In practice, normal ranges of 2-hour post-dose serum concentration (C 2-h) of the first-line anti-TB drugs (an approximate surrogate for Cmax) in adults have been widely used for therapeutic drug monitoring (TDM), with C 2-h below the lower limit of the reference range of each drug considered to be low (12). Previous dosing of the first-line anti-TB drugs in children using similar dosages in mg/kg as in adults led to a large proportion of children with low Cmax (1318). With the concern that low C 2-h or Cmax of the anti-TB drugs was associated with poor treatment outcomes, the World Health Organization (WHO) recommended increased dosages of all first-line anti-TB drugs in children in 2010 (19). As the WHO recommendations were not based on direct pharmacokinetic data, it is essential to examine the adequacy of the revised dosages in pharmacokinetic and safety studies in children.

Pharmacokinetic studies that have examined the adequacy of the revised dosages in children to date have reported conflicting findings. One study found that the revised dosages achieved target plasma Cmax of isoniazid, rifampin and pyrazinamide in a vast majority of South African children aged < 2 years old (20). However, subsequent studies, one among 31 children aged ≤ 10 years old found that 94%, 85% and 45% of the children had sub-therapeutic C 2-h of rifampin, ethambutol and pyrazinamide respectively (21), while the other in infants younger than 12 months old reported that none of the participants achieved target rifampin Cmax, and only one of the 16 infants (6%) achieved target ethambutol Cmax (22). In a preliminary study of the revised dosages in Ghanaian children, we found that most children achieved the target plasma Cmax of isoniazid and pyrazinamide but 52% and 59% of participants who received revised dosages had low Cmax for ethambutol and rifampin, respectively (23).
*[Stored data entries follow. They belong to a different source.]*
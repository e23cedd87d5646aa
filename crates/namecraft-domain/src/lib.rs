//! Namecraft Domain Layer
//!
//! This crate contains the core vocabulary shared by every other Namecraft crate.
//! It has ZERO external dependencies and defines the value objects and trait
//! interfaces that the extractor, LLM providers and CLI build on.
//!
//! ## Key Concepts
//!
//! - **Line kind**: How a single line of generated text is classified
//!   (header, list item, terminator, other)
//! - **Product title**: The validated input for a name suggestion
//! - **Providers**: Trait boundaries for LLM backends and list extraction
//!
//! ## Architecture
//!
//! This crate follows Clean Architecture:
//! - No external crate dependencies
//! - Pure business logic only
//! - Infrastructure implementations live in other crates
//! - Trait definitions for all external interactions

#![warn(missing_docs)]
#![warn(clippy::all)]

pub mod line;
pub mod product;
pub mod traits;

// Re-exports for convenience
pub use line::LineKind;
pub use product::ProductTitle;
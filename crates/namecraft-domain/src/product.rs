//! Product title value object

/// Title of the product that names are suggested for
///
/// Always trimmed and never blank.
#[derive(Debug, Clone, PartialEq, Eq, Hash)]
pub struct ProductTitle(String);

impl ProductTitle {
    /// Create a new product title
    ///
    /// # Errors
    /// Returns error if the title is blank after trimming
    pub fn new(value: impl Into<String>) -> Result<Self, String> {
        let value = value.into();
        let trimmed = value.trim();
        if trimmed.is_empty() {
            return Err("Product title cannot be empty".to_string());
        }
        Ok(Self(trimmed.to_string()))
    }

    /// Get title as string
    pub fn as_str(&self) -> &str {
        &self.0
    }

    /// Length in characters
    pub fn char_len(&self) -> usize {
        self.0.chars().count()
    }
}

impl std::fmt::Display for ProductTitle {
    fn fmt(&self, f: &mut std::fmt::Formatter<'_>) -> std::fmt::Result {
        f.write_str(&self.0)
    }
}

impl std::str::FromStr for ProductTitle {
    type Err = String;

    fn from_str(s: &str) -> Result<Self, Self::Err> {
        Self::new(s)
    }
}

#[cfg(test)]
mod tests {
    use super::*;

    #[test]
    fn test_title_is_trimmed() {
        let title = ProductTitle::new("  Ceramic Mug \n").unwrap();
        assert_eq!(title.as_str(), "Ceramic Mug");
        assert_eq!(title.to_string(), "Ceramic Mug");
    }

    #[test]
    fn test_blank_title_rejected() {
        assert!(ProductTitle::new("").is_err());
        assert!(ProductTitle::new("   \t").is_err());
    }

    #[test]
    fn test_char_len_counts_characters() {
        let title = ProductTitle::new("Café").unwrap();
        assert_eq!(title.char_len(), 4);
    }

    #[test]
    fn test_from_str() {
        let title: ProductTitle = "Desk Lamp".parse().unwrap();
        assert_eq!(title.as_str(), "Desk Lamp");
    }
}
The current analysis, which included patients in our previous publication is the largest study to date (to the best of our knowledge) to examine the frequency low Cmax of the four first-line anti-TB drugs in children treated according the current WHO guidelines. In addition, we investigated the factors associated with low Cmax of each of drug.

Materials and Methods

Study population and design

Children aged 3 months to 14 years old with clinical diagnosis of active TB were enrolled at Komfo Anokye Teaching Hospital (KATH), Kumasi, Ghana between October 2012 and August 2015. Active TB was defined as the presence of clinical symptoms, signs, radiographic findings that are consistent with active TB, with or without positive acid-fast bacilli (AFB) in sputum or tissue samples. In addition, lymph node biopsy sample showing granuloma with or without a positive AFB was considered as active TB. No Mycobacterial cultures were available at the study site or were done in this study. Eligible children were excluded if their parents refused to participate or could not return for scheduled study visits or did not receive the revised weight-band dosages. The Institutional Review Board (IRB) of KATH, Ghana and Lifespan Hospitals, Providence, Rhode Island reviewed and approved the study. All parents or guardians of the study participants provided signed informed consent. The study was registered with ClinicalTrials.gov, number NCT01687504.

Study procedures

All participants were given a regimen consisting of isoniazid (7 to 15 mg/kg), rifampin 10 – 20 mg/kg), pyrazinamide (30 – 40 mg/kg) and ethambutol (15 – 25 mg/kg) daily for 2 months then isoniazid and rifampin daily for 4 months. The medications were dosed according to WHO guidelines for using available dispersible fixed-dose combination (FDC) tablets for children in the weight bands 5 – 7 kg, 8 – 14 kg, 15 – 20 kg, 21 – 30 kg, 31 – 39 kg and 40 – 54 kg (24). The FDC tablets containing rifampin 60 mg, isoniazid 30 mg and pyrazinamide 150 mg; rifampin 60 mg and isoniazid 30 mg; and rifampin 60 mg and isoniazid 60 mg were used. Ethambutol 100 mg tablets were used. The isoniazid/rifampin/pyrazinamide dispersible FDC tablets given to children with body weight < 21 kg were manufactured by MaCleods Pharmaceuticals, Mumbai, India, and the ethambutol tablets by Riemser Pharma GmbH, Schiffweiler, Germany. Isoniazid/rifampin/pyrazinamide/ethambutol FDC tablets given to children with body weight ≥ 21 kg were manufactured by Lupin Ltd, Chkalthana, Aurangabad, India. All the medications were supplied through the WHO Global TB Drug Facility and were dosed according to WHO guidelines for using available dispersible fixed-dose combination (FDC) TB medicines for children (24). Given the ratio of pyrazinamide in the FDC tablet, it was not possible to achieve the revised dosage range in all children. The medications were either swallowed or dispersed in water in a plastic cup. Ingestion of medications after an overnight fast was observed by a healthcare worker during hospitalization and by a family member at home.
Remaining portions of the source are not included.